On January 22, 2015, the TSX published for comment proposed amendments to the rules governing the deference of the TSX to the policies and practices of other exchanges in respect of issuers listed on more than one exchange (the “Deference Amendments”) and would allow the TSX to defer to other exchanges for an expanded number of transactions (“Transaction Exemptions”) as well as on certain corporate governance matters (“Corporate Governance Exemptions”) for interlisted issuers.
To be eligible for the Transaction Exemptions, the interlisted issuer must:
- be listed on a “Recognized Exchange” (which is defined as including the major international exchanges (NYSE, NYSE MKT, NASDAQ, AIM, LSE, ASX, and HKSE) and others as determined by the TSX from time to time); and
- have had less than 25% of the overall trading volume of their listed securities occurring on all Canadian marketplaces in the 12 months preceding the application.
To be eligible for the Corporate Governance Exemptions, in addition to meeting the requirements of (i) and (ii) above, the interlisted issuer must also be incorporated or organized in a “Recognized Jurisdiction,” which includes Australia, England, the State of Delaware and other jurisdictions with corporate statutes substantially modelled after these jurisdictions.

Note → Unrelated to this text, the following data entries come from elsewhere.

//! Common utilities and helper functions
//!
//! This module provides shared utilities used across the application.

pub mod error;
pub mod retry;

use regex::Regex;
use std::sync::OnceLock;
use url::Url;

/// Normalize whitespace in text
pub fn normalize_whitespace(text: &str) -> String {
    static WHITESPACE_RE: OnceLock<Regex> = OnceLock::new();

    let re = WHITESPACE_RE.get_or_init(|| Regex::new(r"\s+").expect("Invalid regex pattern"));

    re.replace_all(text.trim(), " ").to_string()
}

/// Number of characters (not bytes) in `text`
///
/// Title bounds and text thresholds count characters so CJK headlines are
/// measured the same way as Latin ones.
pub fn char_len(text: &str) -> usize {
    text.chars().count()
}

/// Truncate text to at most `max_chars` characters, appending "..." when cut
pub fn truncate_text(text: &str, max_chars: usize) -> String {
    if char_len(text) <= max_chars {
        text.to_string()
    } else {
        let truncated: String = text.chars().take(max_chars.saturating_sub(3)).collect();
        format!("{truncated}...")
    }
}

/// Scheme + host (+ port) of a URL, e.g. `https://news.example.com`
pub fn origin_of(url: &str) -> Option<String> {
    let parsed = Url::parse(url).ok()?;
    match parsed.origin() {
        url::Origin::Tuple(..) => Some(parsed.origin().ascii_serialization()),
        url::Origin::Opaque(_) => None,
    }
}

/// Resolve `href` against `base`, returning an absolute http(s) URL
///
/// Returns `None` when the result cannot be parsed; callers drop the
/// candidate rather than emit a malformed URL.
pub fn resolve_url(base: Option<&str>, href: &str) -> Option<String> {
    let href = href.trim();
    if href.is_empty() {
        return None;
    }

    if let Ok(absolute) = Url::parse(href) {
        return Some(absolute.to_string());
    }

    let base = Url::parse(base?).ok()?;
    base.join(href).ok().map(|u| u.to_string())
}
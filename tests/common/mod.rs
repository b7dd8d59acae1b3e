//! Common test utilities

#![allow(dead_code)]

use std::collections::HashMap;
use std::sync::atomic::{AtomicUsize, Ordering};
use std::sync::{Arc, Mutex};
use std::time::Duration;

use async_trait::async_trait;
use hotsift::crawler::{
    CheckerSettings, ConfigurableHtmlCrawler, ExtractionSettings, FetchRequest, PageFetcher,
};
use hotsift::models::{FieldMap, RequestConfig, SourceConfig};
use hotsift::utils::error::FetchError;

/// Paragraph long enough to pass the content check on its own
pub const ARTICLE_TEXT: &str = "Semiconductor makers reported another month of falling \
    memory prices on Tuesday, as inventories built up during the last quarter kept pressure \
    on suppliers and buyers delayed new orders until the outlook improves.";

/// Article page with substantive body text
pub fn article_page(marker: &str) -> String {
    format!(
        "<html><body><nav><a href=\"/\">首页</a></nav>\
         <article><h1>{marker}</h1><p>{marker}: {ARTICLE_TEXT}</p></article>\
         <footer>© example</footer></body></html>"
    )
}

/// Article page with too little body text
pub fn thin_page() -> String {
    "<html><body><article><p>Page not found.</p></article></body></html>".to_string()
}

/// Listing of `<li>` entries, one per `(href, title)`
pub fn list_page(entries: &[(String, String)]) -> String {
    let items: String = entries
        .iter()
        .map(|(href, title)| format!("<li><a href=\"{href}\">{title}</a></li>"))
        .collect();
    format!("<html><body><div class=\"main\"><ul>{items}</ul></div></body></html>")
}

/// Listing of `<article>` entries, one per `(href, title)`
pub fn article_list_page(entries: &[(String, String)]) -> String {
    let items: String = entries
        .iter()
        .map(|(href, title)| format!("<article><a href=\"{href}\">{title}</a></article>"))
        .collect();
    format!("<html><body><section>{items}</section></body></html>")
}

/// `n` entries linking to `/news/{i}.html`
pub fn numbered_entries(n: usize) -> Vec<(String, String)> {
    (1..=n)
        .map(|i| {
            (
                format!("/news/{i}.html"),
                format!("Market headline number {i} for today"),
            )
        })
        .collect()
}

/// HTML source descriptor with default field rules
pub fn html_source(base_url: &str, list_path: &str, item_selector: &str) -> SourceConfig {
    SourceConfig {
        base_url: Some(base_url.to_string()),
        list: RequestConfig {
            url: format!("{base_url}{list_path}"),
            item_selector: item_selector.to_string(),
            fields: FieldMap::default(),
            ..Default::default()
        },
        search: None,
    }
}

/// Extraction settings with short timeouts
pub fn fast_settings() -> (ExtractionSettings, CheckerSettings) {
    let extraction = ExtractionSettings {
        list_timeout: Duration::from_secs(5),
        ..Default::default()
    };
    let checker = CheckerSettings {
        timeout: Duration::from_secs(2),
        retries: 0,
        ..Default::default()
    };
    (extraction, checker)
}

pub fn crawler_with(fetcher: Arc<dyn PageFetcher>) -> ConfigurableHtmlCrawler {
    let (extraction, checker) = fast_settings();
    ConfigurableHtmlCrawler::new(fetcher, extraction, checker)
}

/// In-process fetcher serving canned bodies and counting requests
///
/// Unknown URLs fail with a 404 status. Every request sleeps briefly so
/// concurrent requests overlap and the in-flight peak is observable.
#[derive(Default)]
pub struct CountingFetcher {
    pages: Mutex<HashMap<String, String>>,
    calls: Mutex<Vec<String>>,
    in_flight: AtomicUsize,
    peak_in_flight: AtomicUsize,
}

impl CountingFetcher {
    pub fn new() -> Self {
        Self::default()
    }

    pub fn page(self, url: impl Into<String>, body: impl Into<String>) -> Self {
        self.pages
            .lock()
            .unwrap()
            .insert(url.into(), body.into());
        self
    }

    pub fn calls(&self) -> Vec<String> {
        self.calls.lock().unwrap().clone()
    }

    pub fn call_count(&self) -> usize {
        self.calls.lock().unwrap().len()
    }

    pub fn calls_to(&self, url: &str) -> usize {
        self.calls.lock().unwrap().iter().filter(|u| *u == url).count()
    }

    pub fn peak_in_flight(&self) -> usize {
        self.peak_in_flight.load(Ordering::SeqCst)
    }
}

#[async_trait]
impl PageFetcher for CountingFetcher {
    async fn fetch(&self, request: &FetchRequest) -> Result<String, FetchError> {
        self.calls.lock().unwrap().push(request.url.clone());
        let now = self.in_flight.fetch_add(1, Ordering::SeqCst) + 1;
        self.peak_in_flight.fetch_max(now, Ordering::SeqCst);

        tokio::time::sleep(Duration::from_millis(5)).await;

        self.in_flight.fetch_sub(1, Ordering::SeqCst);
        self.pages
            .lock()
            .unwrap()
            .get(&request.url)
            .cloned()
            .ok_or(FetchError::Status(404))
    }
}
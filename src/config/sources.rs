//! Operator source definitions
//!
//! A sources file lists every platform of a run, as TOML:
//!
//! ```toml
//! [[sources]]
//! id = "ithome"
//! kind = "html"
//! keywords = ["芯片"]
//!
//! [sources.config]
//! baseUrl = "https://www.ithome.com"
//!
//! [sources.config.list]
//! url = "https://www.ithome.com/list/"
//! itemSelector = ".news-list li"
//! limit = 20
//! fields = { title = { selector = "a" }, url = { selector = "a", attribute = "href" } }
//! ```
//!
//! or as JSON, either `{"sources": [...]}` or a bare array. Field names are
//! camelCase so definitions exported by the dashboard load unchanged.

use std::collections::HashSet;
use std::path::Path;

use anyhow::{Context, Result};
use serde::{Deserialize, Serialize};

use crate::models::{JsonApiConfig, SourceConfig};

/// How a platform is crawled
#[derive(Debug, Clone, PartialEq, Serialize, Deserialize)]
#[serde(tag = "kind", rename_all = "snake_case")]
pub enum SourceKind {
    /// Configured HTML listing
    Html { config: SourceConfig },
    /// Built-in JSON hot-list endpoint
    JsonApi { api: JsonApiConfig },
}

/// One platform of the sources file
#[derive(Debug, Clone, PartialEq, Serialize, Deserialize)]
#[serde(rename_all = "camelCase")]
pub struct PlatformSource {
    pub id: String,
    #[serde(default)]
    pub name: Option<String>,
    #[serde(default = "default_enabled")]
    pub enabled: bool,
    /// Non-empty keywords switch the platform to search mode
    #[serde(default)]
    pub keywords: Vec<String>,
    #[serde(flatten)]
    pub kind: SourceKind,
}

fn default_enabled() -> bool {
    true
}

impl PlatformSource {
    /// Display name, falling back to the id
    pub fn display_name(&self) -> &str {
        self.name.as_deref().unwrap_or(&self.id)
    }

    fn primary_url(&self) -> &str {
        match &self.kind {
            SourceKind::Html { config } => &config.list.url,
            SourceKind::JsonApi { api } => &api.url,
        }
    }
}

#[derive(Debug, Clone, Default, PartialEq, Serialize, Deserialize)]
pub struct SourcesFile {
    #[serde(default)]
    pub sources: Vec<PlatformSource>,
}

impl SourcesFile {
    /// Load a sources file, JSON when the extension says so, TOML otherwise
    pub fn load(path: &Path) -> Result<Self> {
        let content = std::fs::read_to_string(path)
            .with_context(|| format!("Failed to read sources file: {}", path.display()))?;

        let is_json = path
            .extension()
            .is_some_and(|ext| ext.eq_ignore_ascii_case("json"));
        let file = if is_json {
            Self::from_json(&content)
        } else {
            Self::from_toml(&content)
        }
        .with_context(|| format!("Failed to parse sources file: {}", path.display()))?;

        file.validate()?;
        Ok(file)
    }

    pub fn from_toml(content: &str) -> Result<Self> {
        Ok(toml::from_str(content)?)
    }

    /// Parse `{"sources": [...]}` or a bare array
    pub fn from_json(content: &str) -> Result<Self> {
        let value: serde_json::Value = serde_json::from_str(content)?;
        if value.is_array() {
            let sources = serde_json::from_value(value)?;
            return Ok(Self { sources });
        }
        Ok(serde_json::from_value(value)?)
    }

    /// Reject empty or duplicate ids and sources without a URL
    pub fn validate(&self) -> Result<()> {
        let mut seen = HashSet::new();
        for source in &self.sources {
            if source.id.trim().is_empty() {
                anyhow::bail!("source id must not be empty");
            }
            if !seen.insert(source.id.as_str()) {
                anyhow::bail!("duplicate source id: {}", source.id);
            }
            if source.primary_url().trim().is_empty() {
                anyhow::bail!("source {} has no url", source.id);
            }
        }
        Ok(())
    }

    /// Enabled sources, optionally restricted to one id
    pub fn enabled<'a>(&'a self, only: Option<&'a str>) -> impl Iterator<Item = &'a PlatformSource> {
        self.sources
            .iter()
            .filter(move |s| s.enabled && only.map_or(true, |id| s.id == id))
    }
}

#[cfg(test)]
mod tests {
    use super::*;

    const TOML_SOURCES: &str = r#"
        [[sources]]
        id = "ithome"
        kind = "html"
        keywords = ["芯片"]

        [sources.config]
        baseUrl = "https://www.ithome.com"

        [sources.config.list]
        url = "https://www.ithome.com/list/"
        itemSelector = ".news-list li"
        limit = 20

        [sources.config.list.fields.title]
        selector = "a"

        [[sources]]
        id = "weibo"
        kind = "json_api"
        enabled = false

        [sources.api]
        url = "https://example.com/hot.json"
        itemsPointer = "/data"
    "#;

    #[test]
    fn test_toml_sources() {
        let file = SourcesFile::from_toml(TOML_SOURCES).unwrap();
        assert!(file.validate().is_ok());
        assert_eq!(file.sources.len(), 2);

        let first = &file.sources[0];
        assert_eq!(first.keywords, vec!["芯片"]);
        match &first.kind {
            SourceKind::Html { config } => {
                assert_eq!(config.list.item_selector, ".news-list li");
                assert_eq!(config.list.limit, Some(20));
                assert_eq!(config.base_url.as_deref(), Some("https://www.ithome.com"));
            }
            other => panic!("unexpected kind: {other:?}"),
        }

        assert_eq!(file.enabled(None).count(), 1);
        assert_eq!(file.enabled(Some("weibo")).count(), 0);
    }

    #[test]
    fn test_json_bare_array() {
        let json = r#"[{
            "id": "hn",
            "kind": "html",
            "config": {"list": {"url": "https://news.example.com", "itemSelector": ".story"}}
        }]"#;
        let file = SourcesFile::from_json(json).unwrap();
        assert_eq!(file.sources[0].display_name(), "hn");
        assert!(file.sources[0].enabled);
    }

    #[test]
    fn test_duplicate_ids_rejected() {
        let json = r#"{"sources": [
            {"id": "a", "kind": "json_api", "api": {"url": "https://a.example.com"}},
            {"id": "a", "kind": "json_api", "api": {"url": "https://b.example.com"}}
        ]}"#;
        let file = SourcesFile::from_json(json).unwrap();
        assert!(file.validate().is_err());
    }
}
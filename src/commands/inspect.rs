use anyhow::{Context, Result};
use std::path::PathBuf;
use std::sync::Arc;

use hotsift::config::Config;
use hotsift::crawler::{ContentCache, ContentChecker, HttpFetcher};
use hotsift::matcher::KeywordMatcher;
use hotsift::models::KeywordGroup;
use hotsift::storage::SqliteStore;

use super::db_path;

pub async fn check(config: Config, url: String, base_url: Option<String>) -> Result<()> {
    let fetcher =
        HttpFetcher::with_settings(config.fetcher_settings()).context("Failed to create fetcher")?;
    let checker = ContentChecker::new(Arc::new(fetcher), config.checker_settings());

    let result = checker
        .has_content(&url, base_url.as_deref(), &ContentCache::new())
        .await;
    println!("{}", serde_json::to_string_pretty(&result)?);
    Ok(())
}

pub async fn match_title(config: Config, title: String, db: Option<PathBuf>) -> Result<()> {
    let store = Arc::new(SqliteStore::new(db_path(&config, db))?);
    let matcher = KeywordMatcher::with_ttl(store, config.matcher_cache_ttl());

    let result = matcher.match_title(&title).await?;
    match &result.keyword_group {
        Some(group) if result.matched => {
            println!("Matched group: {} (id {}, priority {})", group.name, group.id, group.priority);
            println!("Words: {}", result.matched_words.join(", "));
        }
        _ => println!("No keyword group matched \"{title}\""),
    }
    Ok(())
}

pub fn add_group(
    config: Config,
    name: String,
    rules: PathBuf,
    priority: i32,
    db: Option<PathBuf>,
) -> Result<()> {
    let content = std::fs::read_to_string(&rules)
        .with_context(|| format!("Failed to read rule file: {}", rules.display()))?;

    let mut group = KeywordGroup::from_rule_lines(0, name, content.lines());
    group.priority = priority;
    if group.words.is_empty() && group.required_words.is_empty() {
        anyhow::bail!("rule file has no normal or required words");
    }

    let store = SqliteStore::new(db_path(&config, db))?;
    let id = store.insert_keyword_group(&group)?;
    println!(
        "Added group {} (id {id}): {} words, {} required, {} excluded",
        group.name,
        group.words.len(),
        group.required_words.len(),
        group.excluded_words.len()
    );
    Ok(())
}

Under the Deference Amendments, the Transaction Exemptions would exempt eligible interlisted issuers from the following requirements: special requirements for non-exempt issuers (section 501), prospectus offerings (section 606), convertible securities (section 610), securities issued to registered charities (section 612) and rights offerings (section 614). The new Corporate Governance Exemptions would exempt eligible interlisted issuers from requirements relating to director elections (sections 461.1 to 461.4) and annual meetings (section 464). Eligible interlisted issuers must apply to the TSX for such exemptions on an annual basis.
The Deference Amendments, which will be effective upon approval by the OSC following a public notice and comment period, are aimed at reducing the regulatory burden on certain eligible interlisted issuers in situations where other exchange and corporate laws impose appropriate requirements. The 45-day comment period is open until March 9, 2015.